The single most overlooked and single most important element of my theory is the idea that every human being is creative. By our very nature, each and every person is endowed with an incredible capacity for innovation, a byproduct of the innate human capability to evolve and adapt. Creative capital is thus a virtually limitless resource. Human beings are creative in many different ways, and in many different fields that go beyond acquired skills. Each of us has creative potentials that we strive to exercise, and that can be turned to valuable ends. If we are truly to prosper, we can no longer tap and reward the creative talents or capabilities of a minority; everyone's creative capabilities must be fully engaged. In my opinion, the great challenge of our time will be to spark and stoke the creative furnace inside every human being.
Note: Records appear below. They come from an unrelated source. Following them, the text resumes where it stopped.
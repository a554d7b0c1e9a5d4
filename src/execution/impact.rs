//! Market-impact model from daily history.
//!
//! Two classic estimators: Kyle's lambda (linear impact, daily price
//! volatility per unit of daily volume) and square-root impact (cost
//! grows with the root of the participation ratio). Both feed a TWAP
//! recommendation for quantities the visible book cannot absorb quietly.

use serde::Serialize;
use statrs::statistics::Statistics;

use crate::models::{sanitize, HistoryDay};

/// Fraction of daily volume a TWAP slice should target.
const TWAP_PARTICIPATION: f64 = 0.05;
const TWAP_MAX_SLICES: u32 = 12;
const TWAP_INTERVAL_MINUTES: u32 = 30;

#[derive(Debug, Clone, Serialize)]
pub struct ImpactEstimate {
    /// ISK of price movement per unit traded.
    pub kyle_lambda: f64,
    /// Linear impact of the requested quantity, ISK.
    pub linear_impact_isk: f64,
    /// Square-root impact of the requested quantity, percent of price.
    pub sqrt_impact_pct: f64,
    pub twap_slices: u32,
    pub twap_interval_minutes: u32,
}

/// Estimate impact for trading `quantity` against a market described by
/// its daily history.
pub fn estimate(days: &[HistoryDay], quantity: i64) -> ImpactEstimate {
    let quantity = quantity.max(0) as f64;

    let daily_volume = {
        let volumes: Vec<f64> = days.iter().map(|d| d.volume as f64).collect();
        if volumes.is_empty() {
            0.0
        } else {
            volumes.iter().mean()
        }
    };

    // Daily sigma in ISK from close-to-close moves of the daily average,
    // and in percent for the square-root model.
    let moves: Vec<f64> = days
        .windows(2)
        .map(|w| w[1].average - w[0].average)
        .collect();
    let returns: Vec<f64> = days
        .windows(2)
        .filter(|w| w[0].average > 0.0)
        .map(|w| (w[1].average - w[0].average) / w[0].average * 100.0)
        .collect();
    let sigma_isk = if moves.len() >= 2 { moves.iter().std_dev() } else { 0.0 };
    let sigma_pct = if returns.len() >= 2 {
        returns.iter().std_dev()
    } else {
        0.0
    };

    let kyle_lambda = if daily_volume > 0.0 {
        sigma_isk / daily_volume
    } else {
        0.0
    };
    let linear_impact_isk = kyle_lambda * quantity;
    let sqrt_impact_pct = if daily_volume > 0.0 {
        sigma_pct * (quantity / daily_volume).sqrt()
    } else {
        0.0
    };

    let (twap_slices, twap_interval_minutes) = twap(quantity, daily_volume);

    ImpactEstimate {
        kyle_lambda: sanitize(kyle_lambda),
        linear_impact_isk: sanitize(linear_impact_isk),
        sqrt_impact_pct: sanitize(sqrt_impact_pct),
        twap_slices,
        twap_interval_minutes,
    }
}

fn twap(quantity: f64, daily_volume: f64) -> (u32, u32) {
    if quantity <= 0.0 {
        return (1, 0);
    }
    let slice_size = (TWAP_PARTICIPATION * daily_volume).max(1.0);
    let slices = ((quantity / slice_size).ceil() as u32).clamp(1, TWAP_MAX_SLICES);
    let interval = if slices <= 1 { 0 } else { TWAP_INTERVAL_MINUTES };
    (slices, interval)
}

#[cfg(test)]
mod tests {
    use super::*;
    use chrono::NaiveDate;

    fn day(n: u32, avg: f64, volume: u64) -> HistoryDay {
        HistoryDay {
            date: NaiveDate::from_ymd_opt(2024, 3, n).unwrap(),
            average: avg,
            highest: avg * 1.05,
            lowest: avg * 0.95,
            volume,
            order_count: 10,
        }
    }

    #[test]
    fn test_lambda_scales_with_volatility_over_volume() {
        // Moves of +10/-10 around 100 on 1000 units/day.
        let days = vec![
            day(1, 100.0, 1000),
            day(2, 110.0, 1000),
            day(3, 100.0, 1000),
            day(4, 110.0, 1000),
        ];
        let est = estimate(&days, 500);
        assert!(est.kyle_lambda > 0.0);
        assert!((est.linear_impact_isk - est.kyle_lambda * 500.0).abs() < 1e-9);

        // A quieter market with the same volume has a smaller lambda.
        let calm = vec![
            day(1, 100.0, 1000),
            day(2, 101.0, 1000),
            day(3, 100.0, 1000),
            day(4, 101.0, 1000),
        ];
        let calm_est = estimate(&calm, 500);
        assert!(calm_est.kyle_lambda < est.kyle_lambda);
    }

    #[test]
    fn test_sqrt_impact_grows_sublinearly() {
        let days: Vec<HistoryDay> = (1..=20)
            .map(|n| day(n, 100.0 + (n % 3) as f64, 1000))
            .collect();
        let small = estimate(&days, 100);
        let large = estimate(&days, 400);
        assert!(large.sqrt_impact_pct > small.sqrt_impact_pct);
        // Quadrupling the quantity only doubles the sqrt impact.
        assert!((large.sqrt_impact_pct / small.sqrt_impact_pct - 2.0).abs() < 1e-6);
    }

    #[test]
    fn test_twap_participation() {
        // 5% of 1000/day = 50 per slice.
        assert_eq!(twap(100.0, 1000.0), (2, 30));
        assert_eq!(twap(25.0, 1000.0), (1, 0));
        // Clamped at the slice ceiling.
        assert_eq!(twap(1e9, 1000.0), (12, 30));
    }

    #[test]
    fn test_empty_history_yields_zero_impact() {
        let est = estimate(&[], 100);
        assert_eq!(est.kyle_lambda, 0.0);
        assert_eq!(est.sqrt_impact_pct, 0.0);
    }
}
The creative class concept should therefore be understood as neither elitist nor exclusionary. In fact, I coined this term largely as a result of a personal and intellectual frustration with the snobbery of such concepts as "knowledge workers," "the information society," "high-tech economy," and the like. I chose the topic YOU MUST THINK AND CREATE" because I found it to be both more accurate in defining the real source of economic value creation and also more useful in highlighting who of our fellow workers is or is not rewarded monetarily and professionally for making use of their own inherent creativity. The real challenge of our time is to extend its membership beyond the 30 percent or so who currently are allowed in to make the creative class a much broader and inclusive group that taps the great reservoirs of creative human energy that are already in our midst.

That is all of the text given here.